> **TASK TO COMPLETE**
The lines of the records that include "HashMap" should all be copied.

> **INFORMATION SHOWN**
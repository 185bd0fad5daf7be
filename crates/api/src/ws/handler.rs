use std::collections::HashMap;
use std::sync::Arc;

use axum::extract::ws::{Message, WebSocket, WebSocketUpgrade};
use axum::extract::State;
use axum::response::IntoResponse;
use futures::{SinkExt, StreamExt};
use wanted_board::edit::BufferView;
use wanted_board::{BoardError, BoardView};
use wanted_core::edit_buffer::EditState;
use wanted_core::types::EntryId;

use crate::middleware::auth::MaybeAdmin;
use crate::state::AppState;
use crate::ws::frames::{ClientFrame, ServerFrame};
use crate::ws::manager::WsManager;

/// HTTP handler that upgrades the connection to WebSocket.
///
/// Anyone may watch the board. A valid `?token=` (or bearer header)
/// unlocks the edit frames; an invalid one is rejected before upgrade.
pub async fn ws_handler(
    ws: WebSocketUpgrade,
    admin: MaybeAdmin,
    State(state): State<AppState>,
) -> impl IntoResponse {
    let admin = admin.is_admin();
    ws.on_upgrade(move |socket| handle_socket(socket, state, admin))
}

/// Manage a single WebSocket connection after upgrade.
///
/// 1. Registers the connection and mounts a board view for it.
/// 2. Spawns a sender task forwarding the manager channel to the sink.
/// 3. Spawns a push task turning view changes into frames.
/// 4. Processes inbound frames on the current task.
/// 5. Unmounts and cleans up on disconnect.
async fn handle_socket(socket: WebSocket, state: AppState, admin: bool) {
    let conn_id = uuid::Uuid::new_v4().to_string();
    tracing::info!(conn_id = %conn_id, admin, "WebSocket connected");

    let mut rx = state.ws_manager.add(conn_id.clone(), admin).await;
    let view = Arc::new(BoardView::mount(
        state.backend.clone(),
        state.board_options(),
    ));

    let (mut sink, mut stream) = socket.split();

    let sender_conn_id = conn_id.clone();
    let send_task = tokio::spawn(async move {
        while let Some(msg) = rx.recv().await {
            let closing = matches!(msg, Message::Close(_));
            if sink.send(msg).await.is_err() {
                tracing::debug!(conn_id = %sender_conn_id, "WebSocket sink closed");
                break;
            }
            if closing {
                break;
            }
        }
    });

    let push_task = tokio::spawn(push_updates(
        Arc::clone(&view),
        Arc::clone(&state.ws_manager),
        conn_id.clone(),
    ));

    let session = Session {
        conn_id: &conn_id,
        admin,
        view: &view,
        manager: &state.ws_manager,
    };

    while let Some(result) = stream.next().await {
        match result {
            Ok(Message::Close(_)) => break,
            Ok(Message::Pong(_)) => {
                tracing::trace!(conn_id = %conn_id, "Pong received");
            }
            Ok(Message::Text(text)) => session.handle_text(text.as_str()).await,
            Ok(_) => {}
            Err(e) => {
                tracing::debug!(conn_id = %conn_id, error = %e, "WebSocket receive error");
                break;
            }
        }
    }

    state.ws_manager.remove(&conn_id).await;
    push_task.abort();
    send_task.abort();
    // The push task holds the other reference; the view unmounts once it
    // has been dropped.
    drop(view);
    tracing::info!(conn_id = %conn_id, "WebSocket disconnected");
}

struct Session<'a> {
    conn_id: &'a str,
    admin: bool,
    view: &'a BoardView,
    manager: &'a WsManager,
}

impl Session<'_> {
    async fn handle_text(&self, text: &str) {
        let frame = match serde_json::from_str::<ClientFrame>(text) {
            Ok(frame) => frame,
            Err(e) => {
                self.reply(ServerFrame::error("BAD_FRAME", e.to_string())).await;
                return;
            }
        };

        if !self.admin {
            self.reply(ServerFrame::error("FORBIDDEN", "Admin session required"))
                .await;
            return;
        }

        tracing::debug!(conn_id = %self.conn_id, ?frame, "Client frame");
        let reply = match frame {
            ClientFrame::Focus { id } => self.view.focus(id).await.map(buffer_frame),
            ClientFrame::Input { id, value } => self.view.input(id, &value).await.map(buffer_frame),
            ClientFrame::Commit { id } => self.commit(id).await,
            // The new value arrives through the live set like any remote change.
            ClientFrame::Adjust { id, delta } => {
                self.view.increment_bounty(id, delta).await.map(|_| None)
            }
        };

        match reply {
            Ok(Some(frame)) => self.reply(frame).await,
            Ok(None) => {}
            Err(e) => self.reply(board_error_frame(&e)).await,
        }
    }

    /// Leave editing; the write itself runs in the background.
    async fn commit(&self, id: EntryId) -> Result<Option<ServerFrame>, BoardError> {
        self.view.commit_detached(id).await?;
        Ok(self.view.buffer(id).await.map(ServerFrame::Buffer))
    }

    async fn reply(&self, frame: ServerFrame) {
        if let Some(msg) = frame.to_message() {
            self.manager.send(self.conn_id, msg).await;
        }
    }
}

fn buffer_frame(view: BufferView) -> Option<ServerFrame> {
    Some(ServerFrame::Buffer(view))
}

fn board_error_frame(err: &BoardError) -> ServerFrame {
    match err {
        BoardError::NotFound(_) => ServerFrame::error("NOT_FOUND", err.to_string()),
        BoardError::Core(_) => ServerFrame::error("VALIDATION_ERROR", err.to_string()),
        _ => {
            tracing::warn!(error = %err, "Board operation failed");
            ServerFrame::error("UNAVAILABLE", "The board is not connected")
        }
    }
}

/// Forward view changes to one connection until it goes away.
///
/// Sends the current state first, then a `snapshot` frame per live set
/// change, a `ranking` frame per re-sort and a `buffer` frame for every
/// synced buffer whose shown value moved.
async fn push_updates(view: Arc<BoardView>, manager: Arc<WsManager>, conn_id: String) {
    let mut live = view.watch_live();
    let mut ranking = view.watch_ranking();
    let mut shown: HashMap<EntryId, BufferView> = HashMap::new();

    let push = |frame: ServerFrame| {
        let manager = Arc::clone(&manager);
        let conn_id = conn_id.clone();
        async move {
            match frame.to_message() {
                Some(msg) => manager.send(&conn_id, msg).await,
                None => true,
            }
        }
    };

    let first = live.borrow_and_update().clone();
    let revision = ranking.borrow_and_update().revision;
    if !push(ServerFrame::snapshot(&first)).await
        || !push(ServerFrame::ranking(revision, view.snapshot())).await
    {
        return;
    }

    loop {
        let frames = tokio::select! {
            changed = live.changed() => {
                if changed.is_err() {
                    break;
                }
                let state = live.borrow_and_update().clone();
                let mut frames = vec![ServerFrame::snapshot(&state)];
                for buffer in view.buffers().await {
                    if buffer.state == EditState::Synced
                        && shown.get(&buffer.id) != Some(&buffer)
                    {
                        shown.insert(buffer.id, buffer.clone());
                        frames.push(ServerFrame::Buffer(buffer));
                    }
                }
                shown.retain(|id, _| state.entries.iter().any(|e| e.id == *id));
                frames
            }
            changed = ranking.changed() => {
                if changed.is_err() {
                    break;
                }
                let revision = ranking.borrow_and_update().revision;
                vec![ServerFrame::ranking(revision, view.snapshot())]
            }
        };

        for frame in frames {
            if !push(frame).await {
                tracing::debug!(conn_id = %conn_id, "Connection gone, stopping updates");
                return;
            }
        }
    }
}
use std::collections::HashMap;

use axum::body::Bytes;
use axum::extract::ws::Message;
use chrono::{DateTime, Utc};
use tokio::sync::{mpsc, RwLock};

/// Channel sender half for pushing messages to a WebSocket connection.
pub type WsSender = mpsc::UnboundedSender<Message>;

/// One open board page.
pub struct WsConnection {
    /// Whether the page was opened with a valid admin session.
    pub admin: bool,
    pub sender: WsSender,
    pub connected_at: DateTime<Utc>,
}

/// Tracks every open WebSocket connection.
///
/// Thread-safe via interior `RwLock`; shared behind `Arc`.
pub struct WsManager {
    connections: RwLock<HashMap<String, WsConnection>>,
}

impl WsManager {
    pub fn new() -> Self {
        Self {
            connections: RwLock::new(HashMap::new()),
        }
    }

    /// Register a new connection.
    ///
    /// Returns the receiver half of the outbound channel; the caller
    /// forwards it to the socket sink.
    pub async fn add(&self, conn_id: String, admin: bool) -> mpsc::UnboundedReceiver<Message> {
        let (tx, rx) = mpsc::unbounded_channel();
        let conn = WsConnection {
            admin,
            sender: tx,
            connected_at: Utc::now(),
        };
        self.connections.write().await.insert(conn_id, conn);
        rx
    }

    pub async fn remove(&self, conn_id: &str) {
        self.connections.write().await.remove(conn_id);
    }

    /// Queue a message for one connection.
    ///
    /// Returns `false` when the connection is unknown or its channel has
    /// closed.
    pub async fn send(&self, conn_id: &str, message: Message) -> bool {
        match self.connections.read().await.get(conn_id) {
            Some(conn) => conn.sender.send(message).is_ok(),
            None => false,
        }
    }

    pub async fn connection_count(&self) -> usize {
        self.connections.read().await.len()
    }

    pub async fn admin_count(&self) -> usize {
        self.connections
            .read()
            .await
            .values()
            .filter(|c| c.admin)
            .count()
    }

    /// Send a Close frame to every connection, then clear the map.
    pub async fn shutdown_all(&self) {
        let mut conns = self.connections.write().await;
        let count = conns.len();
        for conn in conns.values() {
            let _ = conn.sender.send(Message::Close(None));
        }
        conns.clear();
        tracing::info!(count, "Closed all WebSocket connections");
    }

    /// Send a Ping frame to every connected client.
    pub async fn ping_all(&self) {
        let conns = self.connections.read().await;
        for conn in conns.values() {
            let _ = conn.sender.send(Message::Ping(Bytes::new()));
        }
    }
}

impl Default for WsManager {
    fn default() -> Self {
        Self::new()
    }
}
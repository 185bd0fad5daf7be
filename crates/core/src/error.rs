use crate::types::EntryId;

#[derive(Debug, thiserror::Error)]
pub enum CoreError {
    #[error("Entity not found: {entity} with id {id}")]
    NotFound { entity: &'static str, id: EntryId },

    #[error("Validation failed: {0}")]
    Validation(String),

    #[error("Unauthorized: {0}")]
    Unauthorized(String),

    #[error("Forbidden: {0}")]
    Forbidden(String),

    #[error("Internal error: {0}")]
    Internal(String),
}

> **WRITTEN RESPONSE**
use std::collections::HashMap;
    let mut shown: HashMap<EntryId, BufferView> = HashMap::new();
use std::collections::HashMap;
    connections: RwLock<HashMap<String, WsConnection>>,
            connections: RwLock::new(HashMap::new()),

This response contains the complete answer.